::: TASK INPUTS
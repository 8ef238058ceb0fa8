//! Running statistics folded across doublings.
//!
//! The accumulator never sees a value twice: each evaluated batch is folded
//! once into counts, sums and (for transform-bias estimation) the spectrum.
//! Batches must arrive contiguously and under a single randomization.

use serde::{Deserialize, Serialize};

use crate::engine::spectral::{SpectralBasis, Spectrum};
use crate::error::{CubError, CubResult};
use crate::integrand::EvaluatedBatch;

/// Folded statistics of one run (or one replication).
#[derive(Debug, Clone, Default, PartialEq, Serialize, Deserialize)]
pub struct RunningStatistics {
    count: u64,
    sum: f64,
    sum_of_squares: f64,
    /// Sum of squared deviations, merged batch-wise (Chan et al.).
    m2: f64,
    level_sums: Vec<f64>,
}

impl RunningStatistics {
    /// Number of values folded.
    #[must_use]
    pub const fn count(&self) -> u64 {
        self.count
    }

    /// Sum of values.
    #[must_use]
    pub const fn sum(&self) -> f64 {
        self.sum
    }

    /// Sum of squared values.
    #[must_use]
    pub const fn sum_of_squares(&self) -> f64 {
        self.sum_of_squares
    }

    /// Spectral magnitude per dyadic level, empty without a spectrum.
    #[must_use]
    pub fn level_sums(&self) -> &[f64] {
        &self.level_sums
    }

    /// Sample mean, 0 when empty.
    #[must_use]
    pub fn mean(&self) -> f64 {
        if self.count == 0 {
            0.0
        } else {
            self.sum / self.count as f64
        }
    }

    /// Unbiased sample variance, 0 with fewer than two values.
    #[must_use]
    pub fn variance(&self) -> f64 {
        if self.count < 2 {
            0.0
        } else {
            (self.m2 / (self.count - 1) as f64).max(0.0)
        }
    }

    fn fold_values(&mut self, values: &[f64]) {
        if values.is_empty() {
            return;
        }
        let nb = values.len() as f64;
        let sum_b: f64 = values.iter().sum();
        let mean_b = sum_b / nb;
        let m2_b: f64 = values.iter().map(|v| (v - mean_b).powi(2)).sum();

        let na = self.count as f64;
        let delta = mean_b - self.mean();
        let n = na + nb;

        self.m2 += m2_b + delta * delta * na * nb / n;
        self.sum += sum_b;
        self.sum_of_squares += values.iter().map(|v| v * v).sum::<f64>();
        self.count += values.len() as u64;
    }
}

/// Folds evaluated batches into [`RunningStatistics`].
#[derive(Debug, Clone)]
pub struct Accumulator {
    stats: RunningStatistics,
    spectrum: Option<Spectrum>,
    fingerprint: Option<u64>,
    r_lag: u32,
}

impl Default for Accumulator {
    fn default() -> Self {
        Self::new()
    }
}

impl Accumulator {
    /// Accumulator for moment statistics only.
    #[must_use]
    pub const fn new() -> Self {
        Self {
            stats: RunningStatistics {
                count: 0,
                sum: 0.0,
                sum_of_squares: 0.0,
                m2: 0.0,
                level_sums: Vec::new(),
            },
            spectrum: None,
            fingerprint: None,
            r_lag: 0,
        }
    }

    /// Accumulator that also folds a fast transform of the values.
    #[must_use]
    pub fn with_spectrum(basis: SpectralBasis, r_lag: u32) -> Self {
        Self {
            spectrum: Some(Spectrum::new(basis)),
            r_lag,
            ..Self::new()
        }
    }

    /// Return to the virgin state, keeping the spectral basis.
    pub fn reset(&mut self) {
        self.stats = RunningStatistics::default();
        self.fingerprint = None;
        if let Some(spectrum) = &mut self.spectrum {
            *spectrum = Spectrum::new(spectrum.basis());
        }
    }

    /// Folded statistics.
    #[must_use]
    pub const fn statistics(&self) -> &RunningStatistics {
        &self.stats
    }

    /// Folded spectrum, if this accumulator keeps one.
    #[must_use]
    pub const fn spectrum(&self) -> Option<&Spectrum> {
        self.spectrum.as_ref()
    }

    /// Fold one evaluated batch.
    ///
    /// # Errors
    ///
    /// - `SequenceStateMismatch` if the batch comes from another
    ///   randomization or does not start where the last one ended
    /// - `NonFiniteIntegrandValue` on the first NaN or infinite value; the
    ///   statistics are left untouched and attached to the error
    /// - `InvalidParameter` if the spectral fold rejects the batch size
    pub fn fold(&mut self, batch: &EvaluatedBatch) -> CubResult<()> {
        if let Some(expected) = self.fingerprint {
            if expected != batch.fingerprint {
                return Err(CubError::SequenceStateMismatch {
                    expected,
                    found: batch.fingerprint,
                });
            }
        }
        if batch.start != self.stats.count {
            return Err(CubError::SequenceStateMismatch {
                expected: self.stats.count,
                found: batch.start,
            });
        }
        if let Some((i, &value)) = batch
            .values
            .iter()
            .enumerate()
            .find(|(_, v)| !v.is_finite())
        {
            return Err(CubError::NonFiniteIntegrandValue {
                index: batch.start + i as u64,
                value,
                partial: Box::new(self.stats.clone()),
            });
        }

        if let Some(spectrum) = &mut self.spectrum {
            spectrum.extend(&batch.values, self.r_lag)?;
            self.stats.level_sums = spectrum.level_sums();
        }
        self.stats.fold_values(&batch.values);
        self.fingerprint = Some(batch.fingerprint);
        Ok(())
    }
}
::::::
# WHAT YOU HAVE TO DO
Can you quote exactly the lines from the one containing "pub const fn spectrum(&self)" through the last line of the records above, and nothing else?

# RESPONSE
    pub const fn spectrum(&self) -> Option<&Spectrum> {
        self.spectrum.as_ref()
    }

    /// Fold one evaluated batch.
    ///
    /// # Errors
    ///
    /// - `SequenceStateMismatch` if the batch comes from another
    ///   randomization or does not start where the last one ended
    /// - `NonFiniteIntegrandValue` on the first NaN or infinite value; the
    ///   statistics are left untouched and attached to the error
    /// - `InvalidParameter` if the spectral fold rejects the batch size
    pub fn fold(&mut self, batch: &EvaluatedBatch) -> CubResult<()> {
        if let Some(expected) = self.fingerprint {
            if expected != batch.fingerprint {
                return Err(CubError::SequenceStateMismatch {
                    expected,
                    found: batch.fingerprint,
                });
            }
        }
        if batch.start != self.stats.count {
            return Err(CubError::SequenceStateMismatch {
                expected: self.stats.count,
                found: batch.start,
            });
        }
        if let Some((i, &value)) = batch
            .values
            .iter()
            .enumerate()
            .find(|(_, v)| !v.is_finite())
        {
            return Err(CubError::NonFiniteIntegrandValue {
                index: batch.start + i as u64,
                value,
                partial: Box::new(self.stats.clone()),
            });
        }

        if let Some(spectrum) = &mut self.spectrum {
            spectrum.extend(&batch.values, self.r_lag)?;
            self.stats.level_sums = spectrum.level_sums();
        }
        self.stats.fold_values(&batch.values);
        self.fingerprint = Some(batch.fingerprint);
        Ok(())
    }
}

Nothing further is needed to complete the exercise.